At the line with "let resp = dispatcher(sink.clone()).dispatch(req).await;", start repeating the data, and continue line by line through the final line, exactly.

-------- AVAILABLE DATA --------

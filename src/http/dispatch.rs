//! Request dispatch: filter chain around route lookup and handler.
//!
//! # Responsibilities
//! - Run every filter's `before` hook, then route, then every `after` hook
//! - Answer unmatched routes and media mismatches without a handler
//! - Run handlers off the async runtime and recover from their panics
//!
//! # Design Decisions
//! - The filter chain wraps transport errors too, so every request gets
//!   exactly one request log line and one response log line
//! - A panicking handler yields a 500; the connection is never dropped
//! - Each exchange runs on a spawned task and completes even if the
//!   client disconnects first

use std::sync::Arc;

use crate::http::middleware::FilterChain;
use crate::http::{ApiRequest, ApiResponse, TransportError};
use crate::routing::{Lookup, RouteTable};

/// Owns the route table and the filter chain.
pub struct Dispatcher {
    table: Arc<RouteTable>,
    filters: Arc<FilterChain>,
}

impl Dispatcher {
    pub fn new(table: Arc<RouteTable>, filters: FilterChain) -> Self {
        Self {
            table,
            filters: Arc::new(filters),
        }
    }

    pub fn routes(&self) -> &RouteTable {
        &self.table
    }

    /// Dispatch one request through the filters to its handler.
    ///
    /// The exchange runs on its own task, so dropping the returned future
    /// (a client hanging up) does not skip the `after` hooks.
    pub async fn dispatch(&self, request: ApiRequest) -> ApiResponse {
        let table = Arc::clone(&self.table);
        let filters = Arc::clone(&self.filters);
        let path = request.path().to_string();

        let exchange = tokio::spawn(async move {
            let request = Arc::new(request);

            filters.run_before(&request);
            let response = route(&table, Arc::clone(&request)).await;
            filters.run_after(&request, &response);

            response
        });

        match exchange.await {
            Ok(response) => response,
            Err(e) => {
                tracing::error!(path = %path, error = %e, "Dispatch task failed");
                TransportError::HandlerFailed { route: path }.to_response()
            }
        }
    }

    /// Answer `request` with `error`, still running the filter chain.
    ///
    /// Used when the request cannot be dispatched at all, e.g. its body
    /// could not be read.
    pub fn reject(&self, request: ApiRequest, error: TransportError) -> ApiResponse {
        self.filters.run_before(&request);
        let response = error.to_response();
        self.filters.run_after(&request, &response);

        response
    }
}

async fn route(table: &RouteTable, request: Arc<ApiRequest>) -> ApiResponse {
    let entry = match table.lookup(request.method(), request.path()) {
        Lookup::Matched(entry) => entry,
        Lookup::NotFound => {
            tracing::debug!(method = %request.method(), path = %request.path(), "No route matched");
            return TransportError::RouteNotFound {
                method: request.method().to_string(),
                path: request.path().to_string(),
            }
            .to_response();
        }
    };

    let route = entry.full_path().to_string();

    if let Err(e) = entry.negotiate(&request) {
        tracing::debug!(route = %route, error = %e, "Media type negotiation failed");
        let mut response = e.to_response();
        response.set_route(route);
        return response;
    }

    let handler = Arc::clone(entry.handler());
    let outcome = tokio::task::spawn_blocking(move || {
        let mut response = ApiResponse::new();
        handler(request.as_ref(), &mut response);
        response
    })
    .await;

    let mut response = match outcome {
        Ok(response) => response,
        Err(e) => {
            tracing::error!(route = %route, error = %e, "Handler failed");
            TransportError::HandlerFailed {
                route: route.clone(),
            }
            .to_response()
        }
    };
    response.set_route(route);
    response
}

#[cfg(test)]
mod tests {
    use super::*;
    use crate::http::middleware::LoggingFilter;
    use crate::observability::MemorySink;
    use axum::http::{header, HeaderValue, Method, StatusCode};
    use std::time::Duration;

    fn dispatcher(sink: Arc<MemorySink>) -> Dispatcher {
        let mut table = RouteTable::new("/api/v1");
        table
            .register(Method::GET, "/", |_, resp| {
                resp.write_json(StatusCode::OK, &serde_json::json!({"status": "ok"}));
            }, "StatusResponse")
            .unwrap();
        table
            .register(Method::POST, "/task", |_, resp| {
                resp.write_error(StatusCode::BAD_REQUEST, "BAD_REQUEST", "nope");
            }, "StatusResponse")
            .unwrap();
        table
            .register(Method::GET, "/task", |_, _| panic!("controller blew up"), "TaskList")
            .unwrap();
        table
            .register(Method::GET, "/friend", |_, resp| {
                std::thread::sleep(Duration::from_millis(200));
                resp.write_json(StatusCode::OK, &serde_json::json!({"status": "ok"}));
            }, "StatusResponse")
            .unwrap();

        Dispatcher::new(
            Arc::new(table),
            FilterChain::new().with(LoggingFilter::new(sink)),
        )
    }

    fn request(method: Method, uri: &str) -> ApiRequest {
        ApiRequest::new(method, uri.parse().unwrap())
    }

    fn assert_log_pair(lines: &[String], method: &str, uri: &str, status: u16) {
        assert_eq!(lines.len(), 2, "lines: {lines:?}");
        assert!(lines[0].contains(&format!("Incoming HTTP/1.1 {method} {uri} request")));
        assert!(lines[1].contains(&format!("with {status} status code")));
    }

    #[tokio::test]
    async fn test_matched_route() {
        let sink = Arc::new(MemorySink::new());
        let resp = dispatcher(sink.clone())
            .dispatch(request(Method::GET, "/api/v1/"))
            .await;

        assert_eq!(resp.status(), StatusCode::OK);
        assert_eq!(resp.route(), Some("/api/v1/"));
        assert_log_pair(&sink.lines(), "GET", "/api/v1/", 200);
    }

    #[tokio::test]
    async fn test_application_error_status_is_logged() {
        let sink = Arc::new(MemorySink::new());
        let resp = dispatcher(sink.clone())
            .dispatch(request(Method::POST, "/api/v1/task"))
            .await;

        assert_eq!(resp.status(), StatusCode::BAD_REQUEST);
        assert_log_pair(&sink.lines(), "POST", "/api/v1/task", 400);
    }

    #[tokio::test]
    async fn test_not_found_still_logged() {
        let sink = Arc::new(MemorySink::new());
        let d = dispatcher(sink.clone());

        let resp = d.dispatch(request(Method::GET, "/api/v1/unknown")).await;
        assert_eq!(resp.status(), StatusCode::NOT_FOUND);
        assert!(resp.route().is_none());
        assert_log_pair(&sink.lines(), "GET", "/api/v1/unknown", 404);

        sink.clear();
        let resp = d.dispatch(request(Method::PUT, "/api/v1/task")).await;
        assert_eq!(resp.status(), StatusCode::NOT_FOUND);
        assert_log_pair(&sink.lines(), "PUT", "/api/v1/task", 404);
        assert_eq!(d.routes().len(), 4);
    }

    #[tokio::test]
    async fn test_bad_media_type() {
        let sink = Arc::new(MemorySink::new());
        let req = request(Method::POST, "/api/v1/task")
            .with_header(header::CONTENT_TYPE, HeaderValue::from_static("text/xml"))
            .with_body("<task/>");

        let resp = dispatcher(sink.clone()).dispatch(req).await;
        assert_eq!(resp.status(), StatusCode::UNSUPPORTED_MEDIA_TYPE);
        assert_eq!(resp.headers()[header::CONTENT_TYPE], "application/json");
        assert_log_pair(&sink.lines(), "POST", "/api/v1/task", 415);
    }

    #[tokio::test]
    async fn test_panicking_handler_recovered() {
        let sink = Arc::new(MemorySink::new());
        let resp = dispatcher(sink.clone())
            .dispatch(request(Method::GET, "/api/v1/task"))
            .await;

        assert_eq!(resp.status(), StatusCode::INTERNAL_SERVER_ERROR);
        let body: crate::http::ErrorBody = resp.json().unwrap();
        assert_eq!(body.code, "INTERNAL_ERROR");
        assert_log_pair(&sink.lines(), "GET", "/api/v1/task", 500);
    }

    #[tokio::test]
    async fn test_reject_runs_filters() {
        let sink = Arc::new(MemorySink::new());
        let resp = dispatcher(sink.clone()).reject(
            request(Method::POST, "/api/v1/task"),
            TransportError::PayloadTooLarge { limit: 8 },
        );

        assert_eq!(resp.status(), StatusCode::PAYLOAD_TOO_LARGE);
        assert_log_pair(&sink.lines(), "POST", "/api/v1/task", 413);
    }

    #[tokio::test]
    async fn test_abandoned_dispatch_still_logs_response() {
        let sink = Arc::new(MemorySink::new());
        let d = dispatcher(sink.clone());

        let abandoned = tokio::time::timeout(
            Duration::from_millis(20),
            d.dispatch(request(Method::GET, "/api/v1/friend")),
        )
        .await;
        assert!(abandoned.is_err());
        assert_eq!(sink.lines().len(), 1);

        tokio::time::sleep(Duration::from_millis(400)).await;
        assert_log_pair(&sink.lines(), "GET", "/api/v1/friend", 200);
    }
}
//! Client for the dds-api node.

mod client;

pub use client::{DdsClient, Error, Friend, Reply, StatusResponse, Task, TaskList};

--------

• YOUR RESPONSE
        let resp = dispatcher(sink.clone()).dispatch(req).await;
        assert_eq!(resp.status(), StatusCode::UNSUPPORTED_MEDIA_TYPE);
        assert_eq!(resp.headers()[header::CONTENT_TYPE], "application/json");
        assert_log_pair(&sink.lines(), "POST", "/api/v1/task", 415);
    }

    #[tokio::test]
    async fn test_panicking_handler_recovered() {
        let sink = Arc::new(MemorySink::new());
        let resp = dispatcher(sink.clone())
            .dispatch(request(Method::GET, "/api/v1/task"))
            .await;

        assert_eq!(resp.status(), StatusCode::INTERNAL_SERVER_ERROR);
        let body: crate::http::ErrorBody = resp.json().unwrap();
        assert_eq!(body.code, "INTERNAL_ERROR");
        assert_log_pair(&sink.lines(), "GET", "/api/v1/task", 500);
    }

    #[tokio::test]
    async fn test_reject_runs_filters() {
        let sink = Arc::new(MemorySink::new());
        let resp = dispatcher(sink.clone()).reject(
            request(Method::POST, "/api/v1/task"),
            TransportError::PayloadTooLarge { limit: 8 },
        );

        assert_eq!(resp.status(), StatusCode::PAYLOAD_TOO_LARGE);
        assert_log_pair(&sink.lines(), "POST", "/api/v1/task", 413);
    }

    #[tokio::test]
    async fn test_abandoned_dispatch_still_logs_response() {
        let sink = Arc::new(MemorySink::new());
        let d = dispatcher(sink.clone());

        let abandoned = tokio::time::timeout(
            Duration::from_millis(20),
            d.dispatch(request(Method::GET, "/api/v1/friend")),
        )
        .await;
        assert!(abandoned.is_err());
        assert_eq!(sink.lines().len(), 1);

        tokio::time::sleep(Duration::from_millis(400)).await;
        assert_log_pair(&sink.lines(), "GET", "/api/v1/friend", 200);
    }
}
//! Client for the dds-api node.

mod client;

pub use client::{DdsClient, Error, Friend, Reply, StatusResponse, Task, TaskList};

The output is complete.